2D Stencil improved with GPUDirect Async
Description
Simulates computation on a distributed 2D stencil distributed across a 2D grid of processes. The computation is a simple average where the value of an element in the current iteration depends on the values of its neighboring elements (1-cell stencil) from the previous iteration. The near-neighbor exchange involves transferring the outermost most layer of the data grid between neighboring processes. There are two data grids, u and v, where one is computed from the other, alternatingly, in each iteration. This is modeled after the presence of multiple components in real science problems that affect each other over time, for example velocity and stress in seismic modeling codes.

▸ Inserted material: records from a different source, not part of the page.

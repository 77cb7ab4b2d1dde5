use crate::db::{next_id, Database, StoreError, USERNAMES, USERS};
use crate::models::user::{Role, User};
use bincode::{Decode, Encode};
use chrono::{SubsecRound, Utc};
use redb::{ReadableTable, WriteTransaction};
use tracing::info;

const USER_SEQUENCE: &str = "users";

#[derive(Debug, Encode, Decode)]
pub struct StoredUser {
    pub id: u64,
    pub username: String,
    pub password_hash: String,
    pub role: Role,
    pub created_at: i64, // Unix millis
}

impl From<User> for StoredUser {
    fn from(user: User) -> Self {
        StoredUser {
            id: user.id,
            username: user.username,
            password_hash: user.password_hash,
            role: user.role,
            created_at: user.created_at.timestamp_millis(),
        }
    }
}

impl From<StoredUser> for User {
    fn from(stored: StoredUser) -> Self {
        User {
            id: stored.id,
            username: stored.username,
            password_hash: stored.password_hash,
            role: stored.role,
            created_at: chrono::DateTime::from_timestamp_millis(stored.created_at)
                .unwrap_or_else(chrono::Utc::now),
        }
    }
}

pub(crate) fn decode_user(bytes: &[u8]) -> Result<User, StoreError> {
    let (stored, _): (StoredUser, usize) =
        bincode::decode_from_slice(bytes, bincode::config::standard())?;
    Ok(User::from(stored))
}

fn write_user(txn: &WriteTransaction, user: &User) -> Result<(), StoreError> {
    let encoded = bincode::encode_to_vec(StoredUser::from(user.clone()), bincode::config::standard())?;
    let mut users = txn.open_table(USERS)?;
    users.insert(user.id, encoded.as_slice())?;
    Ok(())
}

/// The username index is checked and written inside the caller's write
/// transaction; redb serializes writers, so two signups cannot both pass.
fn insert_user(
    txn: &WriteTransaction,
    username: &str,
    password_hash: &str,
    role: Role,
) -> Result<User, StoreError> {
    {
        let usernames = txn.open_table(USERNAMES)?;
        if usernames.get(username)?.is_some() {
            return Err(StoreError::DuplicateUsername);
        }
    }

    let user = User {
        id: next_id(txn, USER_SEQUENCE)?,
        username: username.to_string(),
        password_hash: password_hash.to_string(),
        role,
        created_at: Utc::now().trunc_subsecs(3),
    };

    write_user(txn, &user)?;
    let mut usernames = txn.open_table(USERNAMES)?;
    usernames.insert(username, user.id)?;
    Ok(user)
}

fn read_user(txn: &WriteTransaction, id: u64) -> Result<Option<User>, StoreError> {
    let users = txn.open_table(USERS)?;
    let user = match users.get(id)? {
        Some(data) => Some(decode_user(data.value())?),
        None => None,
    };
    Ok(user)
}

#[derive(Clone)]
pub struct UserRepository {
    db: Database,
}

impl UserRepository {
    pub fn new(db: Database) -> Self {
        UserRepository { db }
    }

    pub fn create(&self, username: &str, password_hash: &str) -> Result<User, StoreError> {
        self.create_with_role(username, password_hash, Role::User)
    }

    pub fn create_with_role(
        &self,
        username: &str,
        password_hash: &str,
        role: Role,
    ) -> Result<User, StoreError> {
        let txn = self.db.db.begin_write()?;
        let user = insert_user(&txn, username, password_hash, role)?;
        txn.commit()?;

        info!(user_id = user.id, username = %user.username, role = %user.role, "User created in database");

        Ok(user)
    }

    pub fn get_by_id(&self, id: u64) -> Result<Option<User>, StoreError> {
        let txn = self.db.db.begin_read()?;
        let users = txn.open_table(USERS)?;

        match users.get(id)? {
            Some(data) => Ok(Some(decode_user(data.value())?)),
            None => Ok(None),
        }
    }

    pub fn get_by_username(&self, username: &str) -> Result<Option<User>, StoreError> {
        let user_id = {
            let txn = self.db.db.begin_read()?;
            let usernames = txn.open_table(USERNAMES)?;
            let id = usernames.get(username)?.map(|v| v.value());
            id
        };

        match user_id {
            Some(id) => self.get_by_id(id),
            None => Ok(None),
        }
    }

    /// Returns `false` when no user has this id.
    pub fn update_password(&self, id: u64, new_password_hash: &str) -> Result<bool, StoreError> {
        let txn = self.db.db.begin_write()?;

        let Some(mut user) = read_user(&txn, id)? else {
            return Ok(false);
        };
        user.password_hash = new_password_hash.to_string();
        write_user(&txn, &user)?;
        txn.commit()?;

        info!(user_id = id, "User password updated in database");

        Ok(true)
    }

    pub fn update_role(&self, id: u64, role: Role) -> Result<Option<User>, StoreError> {
        let txn = self.db.db.begin_write()?;

        let Some(mut user) = read_user(&txn, id)? else {
            return Ok(None);
        };
        user.role = role;
        write_user(&txn, &user)?;
        txn.commit()?;

        info!(user_id = id, role = %role, "User role updated in database");

        Ok(Some(user))
    }

    /// All users, newest first.
    pub fn list(&self) -> Result<Vec<User>, StoreError> {
        let txn = self.db.db.begin_read()?;
        let users = txn.open_table(USERS)?;

        let mut all = Vec::new();
        for entry in users.iter()? {
            let (_, data) = entry?;
            all.push(decode_user(data.value())?);
        }
        all.sort_by(|a, b| b.created_at.cmp(&a.created_at).then(b.id.cmp(&a.id)));

        Ok(all)
    }

    /// Creates `username` as an admin, or promotes it if it already exists.
    /// An existing account keeps its password. Lookup and write share one
    /// transaction.
    pub fn ensure_admin(&self, username: &str, password_hash: &str) -> Result<User, StoreError> {
        let txn = self.db.db.begin_write()?;

        let existing = {
            let usernames = txn.open_table(USERNAMES)?;
            let id = usernames.get(username)?.map(|v| v.value());
            id
        };
        let existing = match existing {
            Some(id) => read_user(&txn, id)?,
            None => None,
        };

        let admin = match existing {
            Some(user) if user.role == Role::Admin => {
                txn.abort()?;
                return Ok(user);
            }
            Some(mut user) => {
                user.role = Role::Admin;
                write_user(&txn, &user)?;
                user
            }
            None => insert_user(&txn, username, password_hash, Role::Admin)?,
        };
        txn.commit()?;

        info!(user_id = admin.id, username = %admin.username, "Admin account ensured in database");

        Ok(admin)
    }
}

#[cfg(test)]
mod tests {
    use super::*;

    fn repo() -> UserRepository {
        UserRepository::new(Database::in_memory().unwrap())
    }

    #[test]
    fn test_create_and_get_user() {
        let repo = repo();

        let created = repo.create("alice", "hashed_password").unwrap();
        assert_eq!(created.role, Role::User);

        let retrieved = repo.get_by_id(created.id).unwrap().unwrap();
        assert_eq!(retrieved.username, "alice");
        assert_eq!(retrieved.password_hash, "hashed_password");
    }

    #[test]
    fn test_ids_are_generated_and_unique() {
        let repo = repo();
        let a = repo.create("alice", "h").unwrap();
        let b = repo.create("bob", "h").unwrap();
        assert_ne!(a.id, b.id);
    }

    #[test]
    fn test_get_by_username() {
        let repo = repo();
        let user = repo.create("alice", "h").unwrap();

        let retrieved = repo.get_by_username("alice").unwrap().unwrap();
        assert_eq!(retrieved.id, user.id);
        assert!(repo.get_by_username("nobody").unwrap().is_none());
    }

    #[test]
    fn test_duplicate_username() {
        let repo = repo();
        repo.create("alice", "h1").unwrap();

        let result = repo.create("alice", "h2");
        assert!(matches!(result, Err(StoreError::DuplicateUsername)));
        assert_eq!(repo.list().unwrap().len(), 1);
    }

    #[test]
    fn test_update_password() {
        let repo = repo();
        let user = repo.create("alice", "old").unwrap();

        assert!(repo.update_password(user.id, "new").unwrap());
        let retrieved = repo.get_by_id(user.id).unwrap().unwrap();
        assert_eq!(retrieved.password_hash, "new");

        assert!(!repo.update_password(999, "new").unwrap());
    }

    #[test]
    fn test_update_role() {
        let repo = repo();
        let user = repo.create("alice", "h").unwrap();

        let updated = repo.update_role(user.id, Role::Admin).unwrap().unwrap();
        assert_eq!(updated.role, Role::Admin);
        assert_eq!(repo.get_by_id(user.id).unwrap().unwrap().role, Role::Admin);
        assert!(repo.update_role(999, Role::Admin).unwrap().is_none());
    }

    #[test]
    fn test_list_newest_first() {
        let repo = repo();
        let first = repo.create("first", "h").unwrap();
        let second = repo.create("second", "h").unwrap();

        let users = repo.list().unwrap();
        assert_eq!(users.iter().map(|u| u.id).collect::<Vec<_>>(), vec![second.id, first.id]);
    }

    #[test]
    fn test_ensure_admin_creates_then_promotes() {
        let repo = repo();
        let admin = repo.ensure_admin("root", "h").unwrap();
        assert_eq!(admin.role, Role::Admin);

        let again = repo.ensure_admin("root", "other").unwrap();
        assert_eq!(again.id, admin.id);
        assert_eq!(again.password_hash, "h");

        let plain = repo.create("carol", "h").unwrap();
        let promoted = repo.ensure_admin("carol", "ignored").unwrap();
        assert_eq!(promoted.id, plain.id);
        assert_eq!(promoted.role, Role::Admin);
    }

    #[test]
    fn test_ensure_admin_promotion_is_persisted_in_place() {
        let repo = repo();
        let plain = repo.create("dana", "original-hash").unwrap();

        repo.ensure_admin("dana", "ignored").unwrap();

        let stored = repo.get_by_username("dana").unwrap().unwrap();
        assert_eq!(stored.id, plain.id);
        assert_eq!(stored.role, Role::Admin);
        assert_eq!(stored.password_hash, "original-hash");
        assert_eq!(stored.created_at, plain.created_at);
        assert_eq!(repo.list().unwrap().len(), 1);
    }
}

The organization of the main loop is as follows which we undestaood is a typical way things are done in stencil applications.
Loop { Interior Compute
Boundary Pack
Exchange
Boundary Unpack
Boundary Compute
}
Interior compute is launched on one CUDA stream while all other activity happens on another CUDA stream. This allows for overlap of the computation with the data exchange. There are three versions of the test:
2dstencil_p2p_sr: Exchange is implemented using MPI (CUDA-aware). The synchronization between MPI and CUDA is managed by the CPU (for example: makes sure boundary pack is complete before exchange happens and makes sure exchange is complete before boundary unpack is called).
2dstencil_p2p_ib: Exchange is implemented using standard IB verbs. The synchronization between IB and CUDA is managed by the CPU (for example: makes sure boundary pack is complete before exchange happens and makes sure exchange is complete before boundary unpack is called).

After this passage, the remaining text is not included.